EXERCISE PROMPT: Go through the entries below and tally the lines holding "analytics"; please reply with the number only.
───── SUPPLIED INFORMATION
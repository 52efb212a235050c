//! Campaign management
//!
//! Creating an unscheduled campaign launches it right away. Scheduled ones
//! wait for the scanner.

use std::sync::Arc;

use crate::analytics::{AnalyticsRecorder, CampaignReport, Dashboard};
use crate::clock::Clock;
use crate::db::Database;
use crate::dispatch::{CampaignDispatcher, DispatchOutcome};
use crate::error::{Result, SocialcastError};
use crate::tasks::TaskTracker;
use crate::types::{Campaign, CampaignStatus, DelayRange, NewCampaign};

#[derive(Clone)]
pub struct CampaignService {
    db: Database,
    dispatcher: CampaignDispatcher,
    tracker: TaskTracker,
    analytics: AnalyticsRecorder,
    clock: Arc<dyn Clock>,
    default_delay: DelayRange,
}

impl CampaignService {
    pub fn new(
        db: Database,
        dispatcher: CampaignDispatcher,
        tracker: TaskTracker,
        analytics: AnalyticsRecorder,
        clock: Arc<dyn Clock>,
        default_delay: DelayRange,
    ) -> Self {
        Self {
            db,
            dispatcher,
            tracker,
            analytics,
            clock,
            default_delay,
        }
    }

    /// Store a new campaign.
    ///
    /// # Errors
    ///
    /// `InvalidInput` for an empty name or target list, an inverted delay
    /// range, or a scheduled campaign without a send time.
    pub async fn create(&self, mut new: NewCampaign) -> Result<Campaign> {
        validate(&new)?;
        new.targets = clean_targets(new.targets);

        let campaign = Campaign::from_new(new, self.default_delay, self.clock.now());
        self.db.create_campaign(&campaign).await?;
        tracing::info!(
            campaign_id = %campaign.id,
            targets = campaign.targets.len(),
            scheduled = campaign.schedule.is_scheduled,
            "Created campaign"
        );

        if !campaign.schedule.is_scheduled {
            self.dispatcher.spawn(&self.tracker, campaign.clone());
        }

        Ok(campaign)
    }

    pub async fn get(&self, campaign_id: &str) -> Result<Campaign> {
        self.db
            .get_campaign(campaign_id)
            .await?
            .ok_or_else(|| SocialcastError::NotFound(format!("campaign {}", campaign_id)))
    }

    pub async fn list(
        &self,
        user_id: Option<&str>,
        status: Option<CampaignStatus>,
    ) -> Result<Vec<Campaign>> {
        self.db.list_campaigns(user_id, status).await
    }

    /// Replace the target list of a campaign that has not started
    pub async fn update_targets(&self, campaign_id: &str, targets: Vec<String>) -> Result<()> {
        let targets = clean_targets(targets);
        if targets.is_empty() {
            return Err(SocialcastError::InvalidInput(
                "Campaign needs at least one target".to_string(),
            ));
        }

        if self
            .db
            .update_campaign_targets(campaign_id, &targets, self.clock.now())
            .await?
        {
            return Ok(());
        }

        let campaign = self.get(campaign_id).await?;
        Err(SocialcastError::InvalidInput(format!(
            "Campaign is {}; only pending campaigns can be edited",
            campaign.status
        )))
    }

    /// Dispatch a campaign in the foreground and wait for it
    pub async fn run(&self, campaign_id: &str) -> Result<DispatchOutcome> {
        let campaign = self.get(campaign_id).await?;
        if campaign.status != CampaignStatus::Pending {
            return Err(SocialcastError::InvalidInput(format!(
                "Campaign is {}; only pending campaigns can be run",
                campaign.status
            )));
        }
        self.dispatcher.dispatch(&campaign).await
    }

    /// Stop a running campaign at its next target
    pub async fn pause(&self, campaign_id: &str) -> Result<()> {
        let paused = self
            .db
            .transition_campaign(
                campaign_id,
                CampaignStatus::Running,
                CampaignStatus::Paused,
                self.clock.now(),
            )
            .await?;
        if paused {
            tracing::info!(campaign_id = %campaign_id, "Paused campaign");
            return Ok(());
        }

        let campaign = self.get(campaign_id).await?;
        Err(SocialcastError::InvalidInput(format!(
            "Campaign is {}; only running campaigns can be paused",
            campaign.status
        )))
    }

    pub async fn report(&self, campaign_id: &str) -> Result<CampaignReport> {
        self.analytics.campaign_report(campaign_id).await
    }

    pub async fn dashboard(&self, user_id: &str) -> Result<Dashboard> {
        self.analytics.dashboard(user_id).await
    }
}

fn clean_targets(targets: Vec<String>) -> Vec<String> {
    targets
        .into_iter()
        .map(|t| t.trim().to_string())
        .filter(|t| !t.is_empty())
        .collect()
}

fn validate(new: &NewCampaign) -> Result<()> {
    if new.name.trim().is_empty() {
        return Err(SocialcastError::InvalidInput(
            "Campaign name cannot be empty".to_string(),
        ));
    }
    if new.targets.iter().all(|t| t.trim().is_empty()) {
        return Err(SocialcastError::InvalidInput(
            "Campaign needs at least one target".to_string(),
        ));
    }
    if let Some(delay) = new.delay {
        DelayRange::new(delay.min, delay.max).map_err(SocialcastError::InvalidInput)?;
    }
    if new.schedule.is_scheduled && new.schedule.send_at.is_none() {
        return Err(SocialcastError::InvalidInput(
            "Scheduled campaigns need a send time".to_string(),
        ));
    }
    Ok(())
}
──────────
OUTPUT OF THE TASK: 6